Monday, 20 January 2014
Realities Collide (Spoilers?)
As Miracleman proceeds, casual references to then current events, notably to armed conflict in Northern Ireland and to Thatcherite cuts in the National Health Service, strengthen our grip on the real world while, at the same time, we learn what would be the reality if there were beings as powerful as Moran and Bates. Sooner rather then later, these realities, the real world and real superbeings, must collide - not coexist peacefully for decades as in regular superhero comics.

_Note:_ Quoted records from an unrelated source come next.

// Path: crates/client/tests/reader.rs

use hapi_client::ReaderClient;
use hapi_test_utils::fixtures::{self, key, name};
use hapi_test_utils::{assert_err, assert_ok, MockLedger};
use hapi_types::app::{
    AccountType, Address, Case, CaseStatus, Category, Network, Pubkey, Reporter,
    ReporterType, RiskScore, HAPI_PROGRAM_ID,
};
use hapi_types::codec::Account;
use hapi_types::config::ClientConfig;
use hapi_types::error::{ClientError, CodecError, ValidationError};
use hapi_types::keys::{find_address_address, find_case_address, find_reporter_address};
use std::sync::Arc;

fn reader(ledger: &Arc<MockLedger>) -> ReaderClient {
    ReaderClient::new(HAPI_PROGRAM_ID, ledger.clone())
}

/// Loads the `hapi.one` fixture accounts into a fresh ledger.
async fn fixture_ledger() -> Arc<MockLedger> {
    let ledger = Arc::new(MockLedger::new(HAPI_PROGRAM_ID));
    let community = key(fixtures::COMMUNITY_ADDRESS);
    let network = key(fixtures::NETWORK_ADDRESS);
    let reporter = key(fixtures::REPORTER_KEY);

    ledger
        .set_account(community, fixtures::bytes(fixtures::COMMUNITY_ACCOUNT))
        .await;
    ledger
        .set_account(network, fixtures::bytes(fixtures::NETWORK_ACCOUNT))
        .await;
    let (address, _) = find_reporter_address(&HAPI_PROGRAM_ID, &community, &reporter).unwrap();
    ledger
        .set_account(address, fixtures::bytes(fixtures::REPORTER_ACCOUNT))
        .await;
    let (address, _) = find_case_address(&HAPI_PROGRAM_ID, &community, 0).unwrap();
    ledger
        .set_account(address, fixtures::bytes(fixtures::CASE_ACCOUNT))
        .await;
    ledger
}

#[tokio::test]
async fn reads_every_entity_kind() {
    let ledger = fixture_ledger().await;
    let reader = reader(&ledger).with_community(name("hapi.one"));

    let community = assert_ok!(reader.get_community(None).await);
    assert_eq!(community.account, key(fixtures::COMMUNITY_ADDRESS));
    assert_eq!(community.data.next_case_id, 2);
    assert_eq!(community.data.authority, key(fixtures::COMMUNITY_AUTHORITY));

    let network = assert_ok!(reader.get_network("testcoin", None).await);
    assert_eq!(network.account, key(fixtures::NETWORK_ADDRESS));
    assert_eq!(network.data, Network::new(name("testcoin")));

    let reporter = assert_ok!(
        reader
            .get_reporter(&key(fixtures::REPORTER_KEY), None)
            .await
    );
    assert_eq!(
        reporter.data,
        Reporter::new(ReporterType::Authority, name("Alice"))
    );

    let case = assert_ok!(reader.get_case(0, None).await);
    assert_eq!(case.data.name, name("case0"));
    assert_eq!(case.data.status, CaseStatus::Open);
    assert!(case.data.categories.is_empty());
}

#[tokio::test]
async fn reads_over_allocated_address_record() {
    let ledger = fixture_ledger().await;
    let reader = reader(&ledger);
    let flagged = key("2Yy2iSPJv4iEMyNkUX7ydFoufSmyPLMc8P9owJopFRew");
    let (address, _) = find_address_address(
        &HAPI_PROGRAM_ID,
        &key(fixtures::COMMUNITY_ADDRESS),
        &key(fixtures::NETWORK_ADDRESS),
        &flagged,
    )
    .unwrap();
    let mut data = fixtures::bytes(fixtures::ADDRESS_ACCOUNT);
    data.resize(128, 0);
    ledger.set_account(address, data).await;

    let view = assert_ok!(
        reader
            .get_address(&flagged, "testcoin", Some("hapi.one"))
            .await
    );
    assert_eq!(view.account, address);
    assert_eq!(
        view.data,
        Address::new(RiskScore::try_from(5u8).unwrap(), 1, Category::Theft)
    );
}

#[tokio::test]
async fn explicit_community_overrides_the_default() {
    let ledger = fixture_ledger().await;
    let reader = reader(&ledger).with_community(name("elsewhere"));

    let err = assert_err!(reader.get_community(None).await);
    assert!(matches!(
        err,
        ClientError::NotFound {
            kind: AccountType::Community,
            ..
        }
    ));
    assert_ok!(reader.get_community(Some("hapi.one")).await);
}

#[tokio::test]
async fn switch_community_changes_the_default() {
    let ledger = fixture_ledger().await;
    let mut reader = reader(&ledger);
    assert_eq!(
        reader.get_case(0, None).await,
        Err(ClientError::CommunityNotSpecified)
    );
    assert_ok!(reader.switch_community("hapi.one"));
    assert_eq!(reader.community(), Some(&name("hapi.one")));
    assert_ok!(reader.get_case(0, None).await);
}

#[tokio::test]
async fn missing_case_names_its_seed_path() {
    let ledger = fixture_ledger().await;
    let reader = reader(&ledger);
    let err = assert_err!(reader.get_case(7, Some("hapi.one")).await);
    assert_eq!(
        err,
        ClientError::NotFound {
            kind: AccountType::Case,
            key: format!("case 7 of {}", fixtures::COMMUNITY_ADDRESS),
        }
    );
}

#[tokio::test]
async fn wrong_record_type_is_a_decode_error() {
    let ledger = fixture_ledger().await;
    let reader = reader(&ledger);
    let (address, _) =
        find_case_address(&HAPI_PROGRAM_ID, &key(fixtures::COMMUNITY_ADDRESS), 1).unwrap();
    ledger
        .set_account(address, fixtures::bytes(fixtures::NETWORK_ACCOUNT))
        .await;

    let err = assert_err!(reader.get_case(1, Some("hapi.one")).await);
    assert_eq!(
        err,
        ClientError::Decode {
            kind: AccountType::Case,
            address: address.to_string(),
            source: CodecError::UnexpectedAccountType {
                expected: AccountType::Case,
                found: AccountType::Network,
            },
        }
    );
}

#[tokio::test]
async fn unknown_record_tag_is_a_decode_error() {
    let ledger = fixture_ledger().await;
    let reader = reader(&ledger);
    let (address, _) =
        find_case_address(&HAPI_PROGRAM_ID, &key(fixtures::COMMUNITY_ADDRESS), 3).unwrap();
    let mut data = vec![0u8; Case::size()];
    data[0] = 9;
    ledger.set_account(address, data).await;

    let err = assert_err!(reader.get_case(3, Some("hapi.one")).await);
    assert_eq!(
        err,
        ClientError::Decode {
            kind: AccountType::Case,
            address: address.to_string(),
            source: CodecError::InvalidDiscriminant {
                field: "account_type",
                value: 9,
            },
        }
    );
}

#[tokio::test]
async fn long_names_fail_before_any_fetch() {
    let ledger = fixture_ledger().await;
    let reader = reader(&ledger);
    let long = "n".repeat(29);
    assert_eq!(
        reader.get_network(&long, Some("hapi.one")).await,
        Err(ClientError::Validation(ValidationError::NameTooLong {
            len: 29,
            max: 28
        }))
    );
    assert_eq!(
        reader.get_community(Some(&long)).await,
        Err(ClientError::Validation(ValidationError::NameTooLong {
            len: 29,
            max: 28
        }))
    );
}

#[tokio::test]
async fn case_round_trips_through_the_ledger() {
    let ledger = Arc::new(MockLedger::new(HAPI_PROGRAM_ID));
    let community = key(fixtures::COMMUNITY_ADDRESS);
    let case = Case::new(
        Pubkey::new([9; 32]),
        [Category::Mixer, Category::Sanctions],
        CaseStatus::Closed,
        name("mixer ring"),
    );
    let (address, _) = find_case_address(&HAPI_PROGRAM_ID, &community, 5).unwrap();
    ledger.set_account(address, case.encode()).await;

    let view = assert_ok!(reader(&ledger).get_case(5, Some("hapi.one")).await);
    assert_eq!(view.data, case);
}

#[test]
fn from_config_takes_the_default_community() {
    let mut config = ClientConfig::new("http://localhost:8899");
    config.community_name = Some("hapi.one".into());
    let reader = assert_ok!(ReaderClient::from_config(&config));
    assert_eq!(reader.community(), Some(&name("hapi.one")));

    config.community_name = Some("c".repeat(29));
    let err = assert_err!(ReaderClient::from_config(&config));
    assert!(matches!(err, ClientError::InvalidConfig(_)), "{err:?}");
}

Regular comics neither accurately reflect the real world nor plausibly relate that world to super-powered beings. A super-villain appears above Washington/New York/Metropolis/Gotham City etc and issues an ultimatum with a deadline, thus giving the superhero plenty of time to apprehend him. The city-dwellers might panic for a while but their life soon returns to normal. In fact, an insightful writer might observe that Metropolitans or Gothamites become so accustomed to superhero rescues that they do not even panic. In a Superman novel by Elliot S Maggin, Lois Lane, trapped underground, merely thinks, "How long till Superman gets here?" In Watchmen, because Veidt, in his own words, is not a Republic Serial villain, he does not tell the other heroes his plan, involving multiple deaths in New York, until it has already been implemented.
Bates does not issue any ultimatum but simply destroys London and Londoners with horrific violence for several hours before Moran is even aware of it. Until then, superheroes did not have a public presence with secret identities. They were simply secret. Superpowered beings include the Miracle people, Firedrake, Warpsmiths and Qys (in a sense the equivalents of Kryptonians). The Law of Extraordinary Beings - that, on a planet where there is one extraordinary being, there will soon be many - reflects the fact that, when a company publishes one superhero, it soon publishes others, then brings them together in team ups, teams and crossovers.